Deuxièmement, on voit bien que ce propos vise plus particulièrement une communauté religieuse. C’est la responsabilité des maires de représenter tous les citoyens de la commune, et non de commencer un mandat en affirmant des choses qui, dans les faits, auront peu de conséquences pratiques. Sur le plan budgétaire, il ne pèse pas lourd de proposer deux menus. Il est inutile de pointer du doigt certaines personnes qui voudraient respecter des aspects de leur religion dans le cadre des services scolaires.

Marine Le Pen a également reproché aux élus UMP et PS de « fermer les yeux » sur la laïcité. Certains arrangements laissent-ils trop de portes ouvertes à l’influence des cultes à l’école ? Avec quels risques ?

Je ne peux souscrire à l’analyse selon laquelle ce serait la preuve d’une forme de laxisme ou de démission des élus. Il est important de considérer aujourd’hui que le pluralisme religieux existe, que les grandes religions monothéistes ont leur mot à dire sur certaines questions de société, et l’idée de dire qu’il y a une étanchéité totale entre la sphère publique et les religions me paraît très problématique, et soulève des difficultés très importantes pour les nouvelles équipes municipales. Depuis des siècles, les communes se concertent avec les confessions catholiques, juives, etc. Qui dit arrangements ne dit pas nécessairement méconnaissance ou violation de la loi. La laïcité, c’est certes la neutralité, mais c’est aussi la liberté. Il faut toujours avoir à cœur de réaffirmer les principes fondamentaux de la République, sans faire des gestes de défiance à l’égard de certaines personnes. Il serait plus intéressant d’insister sur la nécessité de mener des audits sur les finances des communes, ou de prendre en charge les questions d’insécurité et d’emploi. Les difficultés que traverse la société française ne sont pas liées directement aux religions pratiquées de manière saine et en conformité avec la loi.

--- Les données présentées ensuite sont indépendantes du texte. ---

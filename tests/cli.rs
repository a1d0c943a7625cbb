//! End-to-end tests for the subst binary
//!
//! Each test writes a rule script to a temporary file, pipes input through the
//! binary and checks stdout, stderr and the exit status.

use assert_cmd::cargo::cargo_bin_cmd;
use predicates::prelude::*;
use std::io::Write;
use tempfile::NamedTempFile;

fn rules_file(contents: &str) -> NamedTempFile {
    let mut file = NamedTempFile::new().expect("create rules file");
    file.write_all(contents.as_bytes())
        .expect("write rules file");
    file
}

fn run_subst(rules: &NamedTempFile, input: impl Into<Vec<u8>>) -> assert_cmd::assert::Assert {
    let mut cmd = cargo_bin_cmd!("subst");
    cmd.env_remove("SUBST_LOG")
        .arg(rules.path())
        .write_stdin(input);
    cmd.assert()
}

#[test]
fn line_rule_applies_per_line_and_drops_final_newline() {
    let rules = rules_file(r#"line "foo" with "bar""#);
    run_subst(&rules, "foofoo\nbaz\n")
        .success()
        .stdout("barbar\nbaz")
        .stderr("");
}

#[test]
fn text_rule_applies_to_whole_block() {
    let rules = rules_file(r#"text "a+" with "X""#);
    run_subst(&rules, "aaa bb aaaa")
        .success()
        .stdout("X bb X")
        .stderr("");
}

#[test]
fn line_rules_then_text_rules() {
    let rules = rules_file(
        r#"
        // strip trailing blanks, then squeeze empty lines
        line "\\s+$" with ""
        text "\n\n+" with "\n"
        "#,
    );
    run_subst(&rules, "hello   \n\nworld")
        .success()
        .stdout("hello\nworld");
}

#[test]
fn non_utf8_input_passes_through() {
    let rules = rules_file(r#"line "a" with "A""#);
    run_subst(&rules, &b"caf\xe9 bar\n"[..])
        .success()
        .stdout(predicate::eq(&b"caf\xe9 bAr"[..]))
        .stderr("");
}

#[test]
fn block_mode_preserves_trailing_whitespace() {
    let rules = rules_file(r#"text `o` with `0`"#);
    run_subst(&rules, "foo  \nbar \n").success().stdout("f00  \nbar \n");
}

#[test]
fn capture_groups_in_templates() {
    let rules = rules_file(r#"line `(\w+)=(\w+)` with "$2=$1""#);
    run_subst(&rules, "a=b\nkey=value\n")
        .success()
        .stdout("b=a\nvalue=key");
}

#[test]
fn empty_result_prints_nothing() {
    let rules = rules_file(r#"text "(?s).*" with """#);
    run_subst(&rules, "anything\nat all\n").success().stdout("");
}

#[test]
fn script_without_rules_fails() {
    let rules = rules_file("// no rules here\n");
    run_subst(&rules, "input")
        .failure()
        .code(1)
        .stdout("")
        .stderr("ERROR: Empty substitution specification\n");
}

#[test]
fn two_arguments_is_a_usage_error() {
    let rules = rules_file(r#"line "a" with "b""#);
    let mut cmd = cargo_bin_cmd!("subst");
    cmd.arg(rules.path()).arg(rules.path()).write_stdin("a\n");
    cmd.assert()
        .failure()
        .code(1)
        .stdout("")
        .stderr(predicate::str::starts_with("ERROR: Usage: subst replacement-rules-file"));
}

#[test]
fn no_arguments_is_a_usage_error() {
    let mut cmd = cargo_bin_cmd!("subst");
    cmd.assert()
        .failure()
        .code(1)
        .stderr(predicate::str::starts_with("ERROR: Usage:"));
}

#[test]
fn missing_rules_file() {
    let mut cmd = cargo_bin_cmd!("subst");
    cmd.arg("/no/such/dir/subst.rules").write_stdin("a\n");
    cmd.assert()
        .failure()
        .code(1)
        .stdout("")
        .stderr(predicate::str::starts_with("ERROR: /no/such/dir/subst.rules: "));
}

#[test]
fn syntax_error_names_file_and_line() {
    let rules = rules_file("line \"a\" with \"b\"\n\ntext \"c\" using \"d\"\n");
    let expected = format!(
        "ERROR: {}:3 - Unexpected keyword: \"using\"\n",
        rules.path().display()
    );
    run_subst(&rules, "a\n")
        .failure()
        .code(1)
        .stdout("")
        .stderr(predicate::str::diff(expected));
}

#[test]
fn empty_pattern_is_rejected() {
    let rules = rules_file(r#"line "" with "x""#);
    run_subst(&rules, "a\n")
        .failure()
        .code(1)
        .stderr(predicate::str::ends_with(":1 - Empty string as pattern\n"));
}

#[test]
fn bad_regex_is_rejected() {
    let rules = rules_file("text \"ok\" with \"\"\nline \"(unclosed\" with \"x\"\n");
    run_subst(&rules, "a\n")
        .failure()
        .code(1)
        .stdout("")
        .stderr(predicate::str::contains(":2 - regex parse error"));
}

Finalement, quelles solutions se présentent pour que la laïcité soit appliquée en toute sérénité, sans polémiques de ce type, dans les écoles ?

L’important, c’est d’avoir un dialogue institutionnalisé, serein et apaisé entre les élus municipaux et les représentants des différentes communautés religieuses, de même qu’il existe un dialogue entre les élus et les responsables d’associations. C’est au maire de la commune de rencontrer le curé ou l’imam pour rechercher l’intérêt commun. Quand on étudie l’histoire et les structures des religions, on s’aperçoit que toutes ont leurs propres concepts qui renvoient à l’idée de l’intérêt général. Ceci pour dire qu’aujourd’hui il n’y a aucune barrière à une institutionnalisation du dialogue. Je pense qu’il devrait y avoir dans chaque commune un adjoint en charge des cultes. Et surtout, ne pas mettre sur leur dos des choses dont elles ne sont pas responsables en tant que telles.